*WHAT THIS TASK INVOLVES*. In the listing below, find each line that holds "String" and list it.

*DATASET RECORDS*.
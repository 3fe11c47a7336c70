// Copyright (c) 2026 Graphcore Ltd. All rights reserved.

//! A tracker that writes one line of text per event.

use std::cell::RefCell;
use std::fmt;
use std::io::Write;

use crate::tracker::{EntityManager, Track, TrackEvent};
use crate::{Id, Writer};

/// Writes events as `<id>: <event>` and log messages as `<id>:<LEVEL>: <msg>`.
pub struct TextTracker {
    entity_manager: EntityManager,
    writer: RefCell<Writer>,
}

impl TextTracker {
    /// Create a tracker writing to `writer`.
    pub fn new(entity_manager: EntityManager, writer: Writer) -> Self {
        Self {
            entity_manager,
            writer: RefCell::new(writer),
        }
    }

    fn write_line(&self, line: fmt::Arguments) {
        // Write errors are dropped
        writeln!(self.writer.borrow_mut(), "{line}").ok();
    }
}

impl Track for TextTracker {
    fn unique_id(&self) -> Id {
        self.entity_manager.next_id()
    }

    fn add_entity(&self, id: Id, full_name: &str) {
        self.entity_manager.register(id, full_name);
    }

    fn is_entity_enabled(&self, id: Id, level: log::Level) -> bool {
        self.entity_manager.is_enabled(id, level)
    }

    fn event(&self, by: Id, event: TrackEvent) {
        self.write_line(format_args!("{by}: {event}"));
    }

    fn log(&self, by: Id, level: log::Level, msg: fmt::Arguments) {
        self.write_line(format_args!("{by}:{level}: {msg}"));
    }

    fn shutdown(&self) {
        self.writer.borrow_mut().flush().ok();
    }
}

#[cfg(test)]
mod tests {
    use std::io;
    use std::rc::Rc;

    use regex::Regex;

    use super::*;
    use crate::entity::{Entity, toplevel};
    use crate::{Tracker, debug, info};

    #[derive(Clone, Default)]
    struct Shared(Rc<RefCell<Vec<u8>>>);

    impl Write for Shared {
        fn write(&mut self, buf: &[u8]) -> io::Result<usize> {
            self.0.borrow_mut().write(buf)
        }

        fn flush(&mut self) -> io::Result<()> {
            Ok(())
        }
    }

    impl Shared {
        fn text(&self) -> String {
            String::from_utf8_lossy(&self.0.borrow()).into_owned()
        }
    }

    #[test]
    fn filtered_entities_log_at_their_level() {
        let output = Shared::default();
        let manager = EntityManager::new(log::Level::Info)
            .with_filter(Regex::new("bins").unwrap(), log::Level::Trace);
        let tracker: Tracker = Rc::new(TextTracker::new(manager, Box::new(output.clone())));

        let top = toplevel(&tracker, "top");
        let bins = Rc::new(Entity::new(&top, "bins"));
        info!(top ; "start");
        debug!(top ; "hidden");
        debug!(bins ; "{} bins", 4);
        tracker.shutdown();

        assert_eq!(
            output.text(),
            "1: created 2, top::bins\n1:INFO: start\n2:DEBUG: 4 bins\n"
        );
    }

    #[test]
    fn trace_events() {
        let output = Shared::default();
        let manager = EntityManager::new(log::Level::Trace);
        let tracker: Tracker = Rc::new(TextTracker::new(manager, Box::new(output.clone())));

        let top = toplevel(&tracker, "top");
        let bin = Entity::new(&top, "bin0");
        crate::connect!(top ; bin);
        drop(bin);

        assert_eq!(
            output.text(),
            "0: created 1, top\n1: created 2, top::bin0\n1: connect to 2\n1: destroyed 2\n"
        );
    }
}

*SOLUTION FOR THIS PROBLEM*.
        fn text(&self) -> String {
            String::from_utf8_lossy(&self.0.borrow()).into_owned()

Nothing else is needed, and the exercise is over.